There are words
like manhole covers
("The things we come down to")
because they hide the shafts of memory, though with all their danger they can also be the tunnels that lead to wonderland. To the Boneyard is a collection fascinated both by language and by journeys, as you would expect from an émigrée poet. I have a special fondness for displaced poets, because they always seem, in their work, on the way to or from somewhere; they never quite finish either leaving or arriving and it gives their work an edge, especially in the way they see things. Many of these poems are set on the move: on trains, planes, roads. "Greyhound" pays a conscious homage, in the line "Home is ninety-three hours away", to "24 Hours from Tulsa", but where the man in the song fails to arrive home because he is distracted by a woman, the narrator of Marsh's poem has no real reason for staying at the truckstop where she happens to be, except a curiosity to know
what this place looks like
in the spring, how blue-cragged
those mountains will be.
It is more, in fact, that she has no especial reason to go "home", wherever that is, and other narrators in the collection show the same shallow-rooting quality of the traveller:
I root
along the side of things, like salt in cracks
of skin
("Cellular life")
Yet memory is hugely important to the displaced, the prism of the past through which they see the present, so that, quite often, time seems in these poems to telescope to a single point. In "Billboards", the adult narrator remembers childhood journeys with her father that were full of words – on maps, on roadside hoardings that
led to cities – words first, then boulevards
and buildings.
The child sang road-names, as her father sang nursery rhymes – "to the boneyard/ you must go ". Now, though, he is losing language.
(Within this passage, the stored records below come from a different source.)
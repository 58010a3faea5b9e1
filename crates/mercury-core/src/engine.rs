//! Engine facade
//!
//! One `Engine` owns the counters, the session registry and the test
//! orchestrator, and shares a single severity policy between them.

use crate::analyzer::SeverityPolicy;
use crate::config::EngineConfig;
use crate::config_file::{self, PersistedConfig};
use crate::context::ContextHandle;
use crate::counters::GlobalCounters;
use crate::error::{MercuryError, Result};
use crate::monitor::Monitor;
use crate::orchestrator::Orchestrator;
use std::path::Path;
use std::sync::Arc;
use tracing::info;

pub struct Engine {
    counters: Arc<GlobalCounters>,
    monitor: Monitor,
    orchestrator: Orchestrator,
    config: EngineConfig,
}

impl Engine {
    /// Build an engine after validating `config`
    pub fn new(config: EngineConfig) -> Result<Self> {
        config.validate()?;
        Ok(Self::build(config))
    }

    fn build(config: EngineConfig) -> Self {
        let counters = Arc::new(GlobalCounters::new());
        let monitor = Monitor::with_config(config.monitor.clone(), Arc::clone(&counters));
        monitor.set_policy(config.severity);
        let orchestrator = Orchestrator::new(&config.contexts, config.history.clone());
        Self {
            counters,
            monitor,
            orchestrator,
            config,
        }
    }

    pub fn counters(&self) -> &GlobalCounters {
        &self.counters
    }

    pub fn monitor(&self) -> &Monitor {
        &self.monitor
    }

    pub fn orchestrator(&self) -> &Orchestrator {
        &self.orchestrator
    }

    pub fn config(&self) -> &EngineConfig {
        &self.config
    }

    /// Active severity policy
    pub fn policy(&self) -> SeverityPolicy {
        self.monitor.policy()
    }

    /// Replace the severity thresholds; the old policy stays on error
    pub fn configure_thresholds(&self, thresholds: [u32; 5]) -> Result<()> {
        let policy = SeverityPolicy::new(thresholds).map_err(MercuryError::InvalidConfig)?;
        self.monitor.set_policy(policy);
        info!(?thresholds, "Updated N+1 severity thresholds");
        Ok(())
    }

    /// Record N+1 analysis on a context using the active policy
    pub fn update_n_plus_one(
        &self,
        handle: ContextHandle,
        query_count: u32,
        duplicate_count: u32,
        suggestion: Option<&str>,
    ) -> Result<()> {
        let policy = self.policy();
        self.orchestrator
            .update_n_plus_one(handle, query_count, duplicate_count, suggestion, &policy)
    }

    /// Persist the severity policy and cumulative statistics
    pub fn save_configuration(&self, path: &Path) -> Result<()> {
        let persisted = PersistedConfig {
            policy: self.policy(),
            stats: self.orchestrator.stats_snapshot(),
        };
        config_file::save(path, &persisted, self.config.history.max_path_len)?;
        Ok(())
    }

    /// Restore the severity policy and cumulative statistics.
    ///
    /// The file is fully verified before anything is applied.
    pub fn load_configuration(&self, path: &Path) -> Result<()> {
        let persisted = config_file::load(path, self.config.history.max_path_len)?;
        self.monitor.set_policy(persisted.policy);
        self.orchestrator.restore_stats(persisted.stats);
        Ok(())
    }

    /// Close the history store and zero the counters
    pub fn shutdown(&self) {
        self.orchestrator.cleanup_history();
        self.counters.reset();
    }
}

impl Default for Engine {
    fn default() -> Self {
        // Default configuration always validates
        Self::build(EngineConfig::default())
    }
}
//! Mercury instrumentation engine
//!
//! Times instrumented code regions, scores repeated-query (N+1) patterns and
//! keeps a memory-mapped history of per-test quality metrics.
//!
//! # Architecture
//!
//! ```text
//! increment_query() ──► GlobalCounters ◄── snapshot ── Monitor (sharded sessions)
//!                                                          │ stop
//!                                                          ▼
//!                                                    MetricsRecord ──► SeverityPolicy
//!
//! create/update ──► ContextStore (bounded arena) ── finalize ──► HistoryStore (mmap)
//! ```
//!
//! # Example
//!
//! ```
//! use mercury_core::Engine;
//!
//! let engine = Engine::default();
//! let id = engine.monitor().start("UserListView", Some("view")).unwrap();
//! for _ in 0..15 {
//!     engine.counters().increment_query();
//! }
//! let record = engine.monitor().stop(id).unwrap();
//! assert_eq!(record.query_count, 15);
//! assert_eq!(record.n_plus_one_severity, 1);
//! ```

pub mod analyzer;
pub mod config;
pub mod config_file;
pub mod context;
pub mod counters;
pub mod engine;
pub mod error;
pub mod fixed_str;
pub mod history;
pub mod logging;
pub mod memory;
pub mod metrics;
pub mod monitor;
pub mod orchestrator;
pub mod safe_path;

pub use analyzer::{NPlusOneCause, SeverityPolicy, MAX_SEVERITY};
pub use config::{ContextStoreConfig, EngineConfig, HistoryConfig, MonitorConfig};
pub use context::{ContextHandle, ContextStore, TestContext};
pub use counters::{CounterSnapshot, GlobalCounters};
pub use engine::Engine;
pub use error::{ContextError, MercuryError, MonitorError, Result};
pub use fixed_str::FixedStr;
pub use history::{HistoryEntry, HistoryError, HistoryQuery, HistoryStore};
pub use logging::init_logging;
pub use metrics::MetricsRecord;
pub use monitor::{Monitor, INVALID_SESSION_ID};
pub use orchestrator::{Orchestrator, OrchestratorStatistics, OrchestratorStats};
Now you say That's a good word. Then
repeat it. As if you’ve never heard it. Now
we drive down roads I don't recognise.
Language as a map, the key that makes sense of the world and our journeys in it, reappears in other poems, like "Beck and call", the world of which is effectively shaped by a word-game, a repeated syllable with a changing vowel, and "Definite article", where a life is pared down to nouns.
Indeed it sometimes seems, in a transient world, that recording experience in words is the only way we can keep it. In "Kefalonia", a couple on an adulterous two-week break find that memory alone will not serve:
She swam every Ionian cove they could find,
back and forth its entire width,
and again the next day, to make it more real.
Each bay disappeared
as soon as they mounted the hill to the road.
On the return flight, the man is quiet, "already absent", with the economy and understatement that create such a sense of inevitability in this poem and the collection as a whole. In "Pensacola Beach Bridge", one of the collection's last poems, a structure recalled from childhood is destroyed by a storm and the narrator reflects "Perhaps there's no bridge to anywhere we've been". But there is, we know by now; it is the map of language that enables her, and us, to fix memory and, in a limited sense, to defeat the passing of time.